In a discrete operation carried out by Lebanon in conjunction with UN forces, the Israel Nature and Parks Authority [INPA] said Friday that the Israeli "spy vulture" it had been monitoring was return into their custody. The vulture which was caught before several days in the southern Lebanese town of Bint Jbail.
On Tuesday, residents saw and captured the bird in order to prevent it from attacking citizens, claiming that the griffon vulture (also known as the Eurasian griffon) was an "Israeli spy" due to the equipment it was carrying, according to Lebanese media.
The same reports said that once the town’s security staff determined that the bird was not a threat, it was released.
The transmitter worn by the vulture indicated that the vulture was observed in a Bint Jbail quarry, about 4 km. north of the Israeli border, the INPA said on Tuesday.

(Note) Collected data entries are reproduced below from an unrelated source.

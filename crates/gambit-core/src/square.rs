//! Board squares in Little-Endian Rank-File order.

use std::fmt;
use std::str::FromStr;

use crate::error::FenError;

/// One of the 64 squares. Index = rank * 8 + file, so A1 = 0 and H8 = 63.
#[derive(Clone, Copy, PartialEq, Eq, PartialOrd, Ord, Hash)]
pub struct Square(u8);

impl Square {
    /// Number of squares.
    pub const COUNT: usize = 64;

    pub const A1: Square = Square(0);
    pub const B1: Square = Square(1);
    pub const C1: Square = Square(2);
    pub const D1: Square = Square(3);
    pub const E1: Square = Square(4);
    pub const F1: Square = Square(5);
    pub const G1: Square = Square(6);
    pub const H1: Square = Square(7);
    pub const A8: Square = Square(56);
    pub const B8: Square = Square(57);
    pub const C8: Square = Square(58);
    pub const D8: Square = Square(59);
    pub const E8: Square = Square(60);
    pub const F8: Square = Square(61);
    pub const G8: Square = Square(62);
    pub const H8: Square = Square(63);

    /// Build a square from 0-based file and rank, `None` when off the board.
    #[inline]
    pub const fn from_coords(file: u8, rank: u8) -> Option<Square> {
        if file < 8 && rank < 8 {
            Some(Square(rank * 8 + file))
        } else {
            None
        }
    }

    /// Build a square from its index, `None` when `index >= 64`.
    #[inline]
    pub const fn from_index(index: usize) -> Option<Square> {
        if index < 64 {
            Some(Square(index as u8))
        } else {
            None
        }
    }

    #[inline]
    pub(crate) const fn from_index_unchecked(index: u8) -> Square {
        debug_assert!(index < 64);
        Square(index)
    }

    #[inline]
    pub const fn index(self) -> usize {
        self.0 as usize
    }

    /// File index, 0 (a) to 7 (h).
    #[inline]
    pub const fn file(self) -> u8 {
        self.0 % 8
    }

    /// Rank index, 0 (rank 1) to 7 (rank 8).
    #[inline]
    pub const fn rank(self) -> u8 {
        self.0 / 8
    }

    /// Step by a file/rank delta, `None` if the result leaves the board.
    #[inline]
    pub const fn offset(self, df: i8, dr: i8) -> Option<Square> {
        let file = self.file() as i8 + df;
        let rank = self.rank() as i8 + dr;
        if file < 0 || rank < 0 {
            return None;
        }
        Square::from_coords(file as u8, rank as u8)
    }

    /// Mirror across the horizontal midline (A1 <-> A8).
    #[inline]
    pub const fn flip_rank(self) -> Square {
        Square(self.0 ^ 56)
    }

    /// `true` for light squares (h1 is light).
    #[inline]
    pub const fn is_light(self) -> bool {
        (self.file() + self.rank()) % 2 == 1
    }

    /// All squares in index order.
    pub fn all() -> impl Iterator<Item = Square> {
        (0u8..64).map(Square)
    }
}

impl FromStr for Square {
    type Err = FenError;

    /// Parse algebraic notation such as `"e4"`.
    fn from_str(s: &str) -> Result<Square, FenError> {
        let invalid = || FenError::InvalidSquare {
            found: s.to_string(),
        };
        let &[file, rank] = s.as_bytes() else {
            return Err(invalid());
        };
        if !(b'a'..=b'h').contains(&file) || !(b'1'..=b'8').contains(&rank) {
            return Err(invalid());
        }
        Square::from_coords(file - b'a', rank - b'1').ok_or_else(invalid)
    }
}

impl fmt::Display for Square {
    fn fmt(&self, f: &mut fmt::Formatter<'_>) -> fmt::Result {
        write!(f, "{}{}", (b'a' + self.file()) as char, self.rank() + 1)
    }
}

impl fmt::Debug for Square {
    fn fmt(&self, f: &mut fmt::Formatter<'_>) -> fmt::Result {
        write!(f, "Square({self})")
    }
}
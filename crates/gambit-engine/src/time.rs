//! Time management: turn the remaining game time into a per-move slice.

use std::time::Duration;

use crate::config::EngineConfig;

/// Time one move may spend before the search aborts.
///
/// `remaining * move_time_fraction`, capped at `max_move_time`, never below
/// one millisecond.
pub fn move_time_slice(remaining: Duration, config: &EngineConfig) -> Duration {
    let remaining_ms = remaining.as_millis() as f64;
    let cap_ms = config.max_move_time.as_millis() as f64;
    let slice_ms = (remaining_ms * config.move_time_fraction).min(cap_ms).max(1.0);
    Duration::from_millis(slice_ms as u64)
}
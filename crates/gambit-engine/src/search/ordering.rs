//! Move ordering: captures by most valuable victim, then least valuable
//! attacker, with promotion bonuses and an optional attacked-square penalty.

use crate::eval::material::piece_value;
use crate::position::{Position, SearchMove};

/// Added to every capture so captures outrank all non-captures.
const CAPTURE_BAND: i32 = 100_000;

/// Ordering score for `mv`; higher is searched first.
///
/// | Component            | Score                                        |
/// |----------------------|----------------------------------------------|
/// | Capture              | `100_000 + 10 * victim - attacker`            |
/// | Promotion            | `+ value(promoted piece)`                    |
/// | Target attacked      | `- value(mover) / 2` (when enabled)          |
pub fn score_move<P: Position>(position: &P, mv: P::Move, penalize_attacked: bool) -> i32 {
    let mut score = 0;
    if let Some(victim) = mv.captured() {
        // Victim outweighs attacker. Weighting the attacker by ten instead
        // would put queen-takes-pawn ahead of pawn-takes-queen.
        score += CAPTURE_BAND + 10 * piece_value(victim) - piece_value(mv.piece());
    }
    if let Some(promoted) = mv.promotion() {
        score += piece_value(promoted);
    }
    if penalize_attacked && position.is_attacked_by_opponent(mv.target()) {
        score -= piece_value(mv.piece()) / 2;
    }
    score
}

/// Sort `moves` best-first. Equal scores keep generation order.
pub fn order_moves<P: Position>(position: &P, moves: &mut Vec<P::Move>, penalize_attacked: bool) {
    let mut scored: Vec<(i32, P::Move)> = moves
        .iter()
        .map(|&mv| (score_move(position, mv, penalize_attacked), mv))
        .collect();
    scored.sort_by(|a, b| b.0.cmp(&a.0));
    moves.clear();
    moves.extend(scored.into_iter().map(|(_, mv)| mv));
}
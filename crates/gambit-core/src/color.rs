//! Side colors.

use std::fmt;
use std::ops::Not;

/// The side a piece belongs to, or the side to move.
#[derive(Debug, Clone, Copy, PartialEq, Eq, Hash)]
#[repr(u8)]
pub enum Color {
    White = 0,
    Black = 1,
}

impl Color {
    /// Number of colors.
    pub const COUNT: usize = 2;

    /// Both colors, White first.
    pub const ALL: [Color; 2] = [Color::White, Color::Black];

    /// Array index (White = 0, Black = 1).
    #[inline]
    pub const fn index(self) -> usize {
        self as usize
    }

    /// The other side.
    #[inline]
    pub const fn flip(self) -> Color {
        match self {
            Color::White => Color::Black,
            Color::Black => Color::White,
        }
    }

    /// `+1` for White, `-1` for Black. Converts White-relative scores to
    /// this side's point of view.
    #[inline]
    pub const fn sign(self) -> i32 {
        match self {
            Color::White => 1,
            Color::Black => -1,
        }
    }

    /// Rank step a pawn of this color advances by.
    #[inline]
    pub(crate) const fn pawn_step(self) -> i8 {
        match self {
            Color::White => 1,
            Color::Black => -1,
        }
    }

    /// Rank index (0-based) pawns of this color start on.
    #[inline]
    pub(crate) const fn pawn_home_rank(self) -> u8 {
        match self {
            Color::White => 1,
            Color::Black => 6,
        }
    }

    /// Rank index (0-based) pawns of this color promote on.
    #[inline]
    pub(crate) const fn promotion_rank(self) -> u8 {
        match self {
            Color::White => 7,
            Color::Black => 0,
        }
    }
}

impl Not for Color {
    type Output = Color;

    #[inline]
    fn not(self) -> Color {
        self.flip()
    }
}

impl fmt::Display for Color {
    fn fmt(&self, f: &mut fmt::Formatter<'_>) -> fmt::Result {
        match self {
            Color::White => write!(f, "w"),
            Color::Black => write!(f, "b"),
        }
    }
}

The vulture in question was released in the Gamla Nature Reserve about a month ago, after arriving to Israel on an Arkia flight from Catalonia in July 2015, the INPA explained. In bringing in the vulture from abroad, officials hoped to increase the population of what has become an endangered species throughout the Middle East in general, and particularly within Israel.
“In the 21st century we expect that people would understand that wild animals are not harmful and that their role is to act according to nature,” said Ohad Hatzofe, an avian ecologist for the INPA. “We hope that the Lebanese will take care of him and release him.”